Gli espedienti utili
Ma se lo stesso problema si presenta con i colleghi, i famigliari o addirittura con noi stessi allo specchio, le cose sono ben diverse. Jean-Marie Charcot, il padre della moderna neurologia, racconta di un paziente che in una galleria, vistosi sbarrare il passo da un'altra persona, gli aveva offerto le sue scuse, quando in realtà si trattava della sua immagine riflessa in uno specchio. Le persone colpite da questo disturbo possono essere aiutate dal neuropsicologo ad adottare sistemi per aggirare il problema: si tratta d'individure quegli stratagemnii psicologici (come da autodidatta ha fatto De Crescenzo) che forniscono elementi alternativi al riconoscimento delle persone.
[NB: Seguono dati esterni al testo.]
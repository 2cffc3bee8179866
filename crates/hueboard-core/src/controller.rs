//! Theme controller tying storage, OS preference and the document together.

use crate::config::ThemeConfig;
use crate::error::Result;
use crate::storage::PreferenceStore;
use crate::system::ColorSchemeQuery;
use crate::theme::{
    ColorScheme, StyleSink, Theme, current_theme_value, default_theme_for_key,
    init_theme_with_meta,
};

/// Owns the capabilities a page needs to pick and paint a theme.
///
/// The calling UI serializes theme changes; the controller does no locking.
pub struct ThemeController<S, Q, K> {
    store: Option<S>,
    query: Q,
    sink: K,
    storage_key: String,
    meta_tag: String,
    selected: Theme,
    resolved: Option<ColorScheme>,
}

impl<S, Q, K> ThemeController<S, Q, K>
where
    S: PreferenceStore,
    Q: ColorSchemeQuery,
    K: StyleSink,
{
    /// `store` is `None` when the host offers no preference storage.
    pub fn new(store: Option<S>, query: Q, sink: K, config: &ThemeConfig) -> Self {
        Self {
            store,
            query,
            sink,
            storage_key: config.storage_key.clone(),
            meta_tag: config.meta_tag.clone(),
            selected: crate::theme::FALLBACK_THEME,
            resolved: None,
        }
    }

    /// Load the saved selection and paint it.
    pub fn init(&mut self) -> ColorScheme {
        self.selected = default_theme_for_key(
            self.store.as_ref().map(|s| s as &dyn PreferenceStore),
            &self.storage_key,
        );
        tracing::info!("Initial theme: {}", self.selected);
        self.apply()
    }

    /// Change the selection, persist it, and paint it.
    ///
    /// The theme is applied even when persisting fails; the persistence error
    /// is returned afterwards.
    pub fn select(&mut self, theme: Theme) -> Result<ColorScheme> {
        self.selected = theme;
        let scheme = self.apply();

        if let Some(store) = &self.store {
            store.set(&self.storage_key, theme.as_str())?;
        }
        Ok(scheme)
    }

    /// React to an OS color-scheme change.
    ///
    /// Only a `System` selection follows the OS; returns the newly applied
    /// scheme, or `None` when nothing was repainted.
    pub fn system_preference_changed(&mut self) -> Option<ColorScheme> {
        if self.selected != Theme::System {
            return None;
        }
        Some(self.apply())
    }

    pub fn selected(&self) -> Theme {
        self.selected
    }

    /// The scheme last painted, if any.
    pub fn resolved(&self) -> Option<ColorScheme> {
        self.resolved
    }

    pub fn sink(&self) -> &K {
        &self.sink
    }

    pub fn into_sink(self) -> K {
        self.sink
    }

    fn apply(&mut self) -> ColorScheme {
        let scheme = current_theme_value(self.selected, &self.query);
        init_theme_with_meta(&mut self.sink, scheme, &self.meta_tag);
        self.resolved = Some(scheme);
        scheme
    }
}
UN TRAUMA DÀ VUOTI TRANSITORI
La prosopoagnosia viene ufficialmente identificata per la prima volta nel '47 quando il medico tedesco Joan Badamer pubblica un articolo secondo cui (oggi, però, esistono anche altre teorie) questo disturbo affonda le sue radici nel meccanismo col quale il bambino, prima ancora degli oggetti, inizia a riconoscere le espressioni del volto della mamma e degli altri adulti che entrano nel suo campo visivo. Ma la prosopoagnosia può essere anche un disturbo transitorio, per esempio conseguente a traumi o problemi della circolazione cerebrale. Ecco cosa racconta un giovane neurologo milanese che ha sofferto per alcune settimane di prosopoagnosia dopo un incidente in moto in seguito al quale è rimasto 15 giorni in coma: «Vedevo le facce attraverso le orecchie e non con gli occhi: quando incontravo qualcuno che non riuscivo a riconoscere, anche se dal suo atteggiamento capivo che doveva trattarsi di un vecchio amico, aspettavo che parlasse. Appena la sua voce veniva identificata, era come se nel mio cervello scattasse qualcosa che apriva l'archivio della memoria. Un volto, fino a quel momento sconosciuto, si affollava di ricordi, riacquistando identità. La cosa interessante è che all'inizio, quando per aiutarmi mia moglie mi diceva a chi apparteneva il volto che non riconoscevo, trovavo quella persona invecchiata perché ero andato a cercare il ricordo del suo volto nell'archivio della mia memoria dove era stato fissato anni prima. In realtà, avevo visto quella persona di recente, ma il ricordo era cancellato»'.